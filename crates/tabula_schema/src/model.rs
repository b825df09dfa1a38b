//! Typed canonical schema model.
//!
//! Immutable once loaded for a given schema revision. Tables and columns
//! keep their declaration order, which the generator relies on for
//! byte-stable output.

use serde::{Deserialize, Serialize};

/// An ordered list of canonical tables.
#[derive(Debug, Clone, PartialEq, Eq, Serialize, Deserialize)]
pub struct CanonicalSchema {
    /// Tables in declaration order.
    pub tables: Vec<CanonicalTable>,
}

impl CanonicalSchema {
    /// Looks up a table by name.
    pub fn table(&self, name: &str) -> Option<&CanonicalTable> {
        self.tables.iter().find(|t| t.name == name)
    }
}

/// One canonical table.
#[derive(Debug, Clone, PartialEq, Eq, Serialize, Deserialize)]
pub struct CanonicalTable {
    /// Table name.
    pub name: String,
    /// Columns in declaration order.
    pub columns: Vec<CanonicalColumn>,
    /// Declared secondary indexes.
    pub indexes: Vec<IndexDef>,
}

impl CanonicalTable {
    /// Looks up a column by name.
    pub fn column(&self, name: &str) -> Option<&CanonicalColumn> {
        self.columns.iter().find(|c| c.name == name)
    }

    /// Returns the primary-key columns in declaration order.
    pub fn primary_key(&self) -> Vec<&CanonicalColumn> {
        self.columns.iter().filter(|c| c.primary_key).collect()
    }
}

/// One canonical column.
#[derive(Debug, Clone, PartialEq, Eq, Serialize, Deserialize)]
pub struct CanonicalColumn {
    /// Column name.
    pub name: String,
    /// Logical type as declared.
    pub logical_type: LogicalType,
    /// True if the column admits NULL.
    pub nullable: bool,
    /// Declared default expression.
    pub default: Option<DefaultValue>,
    /// True if the column carries a uniqueness constraint.
    pub unique: bool,
    /// True if the column is part of the primary key.
    pub primary_key: bool,
    /// True if the key uses auto-increment integer semantics.
    pub auto_increment: bool,
    /// Foreign-key target, if declared.
    pub references: Option<ColumnRef>,
}

/// A `table.column` reference.
#[derive(Debug, Clone, PartialEq, Eq, Serialize, Deserialize)]
pub struct ColumnRef {
    /// Target table.
    pub table: String,
    /// Target column.
    pub column: String,
}

impl std::fmt::Display for ColumnRef {
    fn fmt(&self, f: &mut std::fmt::Formatter<'_>) -> std::fmt::Result {
        write!(f, "{}.{}", self.table, self.column)
    }
}

/// A declared secondary index.
#[derive(Debug, Clone, PartialEq, Eq, Serialize, Deserialize)]
pub struct IndexDef {
    /// Indexed columns in order.
    pub columns: Vec<String>,
}

/// Canonical logical column types.
///
/// Unknown type names parse into `Other` so the mapper, not the parser,
/// decides they have no mapping rule.
#[derive(Debug, Clone, PartialEq, Eq, Serialize, Deserialize)]
pub enum LogicalType {
    /// Text-like (text, varchar, string).
    Text,
    /// Externally generated identifier.
    Uuid,
    /// 32-bit integer.
    Integer,
    /// 64-bit integer.
    BigInt,
    /// Floating point.
    Float,
    /// Fixed-point decimal. Precision is not preserved locally.
    Decimal,
    /// Boolean.
    Boolean,
    /// Point in time.
    Timestamp,
    /// Calendar date.
    Date,
    /// Nested JSON document.
    Json,
    /// Collection of values.
    Array,
    /// Raw bytes.
    Binary,
    /// A type name with no known logical meaning.
    Other(String),
}

impl LogicalType {
    /// Resolves a declared type name.
    pub fn from_name(name: &str) -> Self {
        match name {
            "text" | "varchar" | "string" => LogicalType::Text,
            "uuid" => LogicalType::Uuid,
            "integer" | "int" => LogicalType::Integer,
            "bigint" => LogicalType::BigInt,
            "float" | "double" | "real" => LogicalType::Float,
            "decimal" | "numeric" => LogicalType::Decimal,
            "boolean" | "bool" => LogicalType::Boolean,
            "timestamp" | "datetime" => LogicalType::Timestamp,
            "date" => LogicalType::Date,
            "json" | "jsonb" => LogicalType::Json,
            "array" => LogicalType::Array,
            "binary" | "bytes" | "blob" => LogicalType::Binary,
            other => LogicalType::Other(other.to_string()),
        }
    }

    /// Returns the canonical name for diagnostics.
    pub fn name(&self) -> &str {
        match self {
            LogicalType::Text => "text",
            LogicalType::Uuid => "uuid",
            LogicalType::Integer => "integer",
            LogicalType::BigInt => "bigint",
            LogicalType::Float => "float",
            LogicalType::Decimal => "decimal",
            LogicalType::Boolean => "boolean",
            LogicalType::Timestamp => "timestamp",
            LogicalType::Date => "date",
            LogicalType::Json => "json",
            LogicalType::Array => "array",
            LogicalType::Binary => "binary",
            LogicalType::Other(name) => name,
        }
    }
}

/// A declared default expression.
#[derive(Debug, Clone, PartialEq, Eq, Serialize, Deserialize)]
pub enum DefaultValue {
    /// `uuid()`, a unique identifier generated on insert.
    ///
    /// Dropped from the local DDL; the application generates identifiers
    /// before local insert.
    GeneratedUuid,
    /// `now()`, the current timestamp at insert time.
    CurrentTimestamp,
    /// Boolean literal.
    Bool(bool),
    /// Numeric literal, kept verbatim.
    Number(String),
    /// String literal.
    Text(String),
    /// Empty JSON array.
    EmptyArray,
    /// Empty JSON object.
    EmptyObject,
}

#[cfg(test)]
mod tests {
    use super::*;

    #[test]
    fn logical_type_resolution() {
        assert_eq!(LogicalType::from_name("varchar"), LogicalType::Text);
        assert_eq!(LogicalType::from_name("jsonb"), LogicalType::Json);
        assert_eq!(LogicalType::from_name("bigint"), LogicalType::BigInt);
        assert_eq!(
            LogicalType::from_name("geometry"),
            LogicalType::Other("geometry".into())
        );
    }

    #[test]
    fn column_ref_display() {
        let r = ColumnRef {
            table: "schools".into(),
            column: "id".into(),
        };
        assert_eq!(r.to_string(), "schools.id");
    }
}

• • • •

Your task is to output the material above exactly.

filename crates/tabula_schema/src/model.rs
repository b825df09dfa1a38b
//! Typed canonical schema model.
//!
//! Immutable once loaded for a given schema revision. Tables and columns
//! keep their declaration order, which the generator relies on for
//! byte-stable output.

use serde::{Deserialize, Serialize};

/// An ordered list of canonical tables.
#[derive(Debug, Clone, PartialEq, Eq, Serialize, Deserialize)]
pub struct CanonicalSchema {
    /// Tables in declaration order.
    pub tables: Vec<CanonicalTable>,
}

impl CanonicalSchema {
    /// Looks up a table by name.
    pub fn table(&self, name: &str) -> Option<&CanonicalTable> {
        self.tables.iter().find(|t| t.name == name)
    }
}

/// One canonical table.
#[derive(Debug, Clone, PartialEq, Eq, Serialize, Deserialize)]
pub struct CanonicalTable {
    /// Table name.
    pub name: String,
    /// Columns in declaration order.
    pub columns: Vec<CanonicalColumn>,
    /// Declared secondary indexes.
    pub indexes: Vec<IndexDef>,
}

impl CanonicalTable {
    /// Looks up a column by name.
    pub fn column(&self, name: &str) -> Option<&CanonicalColumn> {
        self.columns.iter().find(|c| c.name == name)
    }

    /// Returns the primary-key columns in declaration order.
    pub fn primary_key(&self) -> Vec<&CanonicalColumn> {
        self.columns.iter().filter(|c| c.primary_key).collect()
    }
}

/// One canonical column.
#[derive(Debug, Clone, PartialEq, Eq, Serialize, Deserialize)]
pub struct CanonicalColumn {
    /// Column name.
    pub name: String,
    /// Logical type as declared.
    pub logical_type: LogicalType,
    /// True if the column admits NULL.
    pub nullable: bool,
    /// Declared default expression.
    pub default: Option<DefaultValue>,
    /// True if the column carries a uniqueness constraint.
    pub unique: bool,
    /// True if the column is part of the primary key.
    pub primary_key: bool,
    /// True if the key uses auto-increment integer semantics.
    pub auto_increment: bool,
    /// Foreign-key target, if declared.
    pub references: Option<ColumnRef>,
}

/// A `table.column` reference.
#[derive(Debug, Clone, PartialEq, Eq, Serialize, Deserialize)]
pub struct ColumnRef {
    /// Target table.
    pub table: String,
    /// Target column.
    pub column: String,
}

impl std::fmt::Display for ColumnRef {
    fn fmt(&self, f: &mut std::fmt::Formatter<'_>) -> std::fmt::Result {
        write!(f, "{}.{}", self.table, self.column)
    }
}

/// A declared secondary index.
#[derive(Debug, Clone, PartialEq, Eq, Serialize, Deserialize)]
pub struct IndexDef {
    /// Indexed columns in order.
    pub columns: Vec<String>,
}

/// Canonical logical column types.
///
/// Unknown type names parse into `Other` so the mapper, not the parser,
/// decides they have no mapping rule.
#[derive(Debug, Clone, PartialEq, Eq, Serialize, Deserialize)]
pub enum LogicalType {
    /// Text-like (text, varchar, string).
    Text,
    /// Externally generated identifier.
    Uuid,
    /// 32-bit integer.
    Integer,
    /// 64-bit integer.
    BigInt,
    /// Floating point.
    Float,
    /// Fixed-point decimal. Precision is not preserved locally.
    Decimal,
    /// Boolean.
    Boolean,
    /// Point in time.
    Timestamp,
    /// Calendar date.
    Date,
    /// Nested JSON document.
    Json,
    /// Collection of values.
    Array,
    /// Raw bytes.
    Binary,
    /// A type name with no known logical meaning.
    Other(String),
}

impl LogicalType {
    /// Resolves a declared type name.
    pub fn from_name(name: &str) -> Self {
        match name {
            "text" | "varchar" | "string" => LogicalType::Text,
            "uuid" => LogicalType::Uuid,
            "integer" | "int" => LogicalType::Integer,
            "bigint" => LogicalType::BigInt,
            "float" | "double" | "real" => LogicalType::Float,
            "decimal" | "numeric" => LogicalType::Decimal,
            "boolean" | "bool" => LogicalType::Boolean,
            "timestamp" | "datetime" => LogicalType::Timestamp,
            "date" => LogicalType::Date,
            "json" | "jsonb" => LogicalType::Json,
            "array" => LogicalType::Array,
            "binary" | "bytes" | "blob" => LogicalType::Binary,
            other => LogicalType::Other(other.to_string()),
        }
    }

    /// Returns the canonical name for diagnostics.
    pub fn name(&self) -> &str {
        match self {
            LogicalType::Text => "text",
            LogicalType::Uuid => "uuid",
            LogicalType::Integer => "integer",
            LogicalType::BigInt => "bigint",
            LogicalType::Float => "float",
            LogicalType::Decimal => "decimal",
            LogicalType::Boolean => "boolean",
            LogicalType::Timestamp => "timestamp",
            LogicalType::Date => "date",
            LogicalType::Json => "json",
            LogicalType::Array => "array",
            LogicalType::Binary => "binary",
            LogicalType::Other(name) => name,
        }
    }
}

/// A declared default expression.
#[derive(Debug, Clone, PartialEq, Eq, Serialize, Deserialize)]
pub enum DefaultValue {
    /// `uuid()`, a unique identifier generated on insert.
    ///
    /// Dropped from the local DDL; the application generates identifiers
    /// before local insert.
    GeneratedUuid,
    /// `now()`, the current timestamp at insert time.
    CurrentTimestamp,
    /// Boolean literal.
    Bool(bool),
    /// Numeric literal, kept verbatim.
    Number(String),
    /// String literal.
    Text(String),
    /// Empty JSON array.
    EmptyArray,
    /// Empty JSON object.
    EmptyObject,
}

#[cfg(test)]
mod tests {
    use super::*;

    #[test]
    fn logical_type_resolution() {
        assert_eq!(LogicalType::from_name("varchar"), LogicalType::Text);
        assert_eq!(LogicalType::from_name("jsonb"), LogicalType::Json);
        assert_eq!(LogicalType::from_name("bigint"), LogicalType::BigInt);
        assert_eq!(
            LogicalType::from_name("geometry"),
            LogicalType::Other("geometry".into())
        );
    }

    #[test]
    fn column_ref_display() {
        let r = ColumnRef {
            table: "schools".into(),
            column: "id".into(),
        };
        assert_eq!(r.to_string(), "schools.id");
    }
}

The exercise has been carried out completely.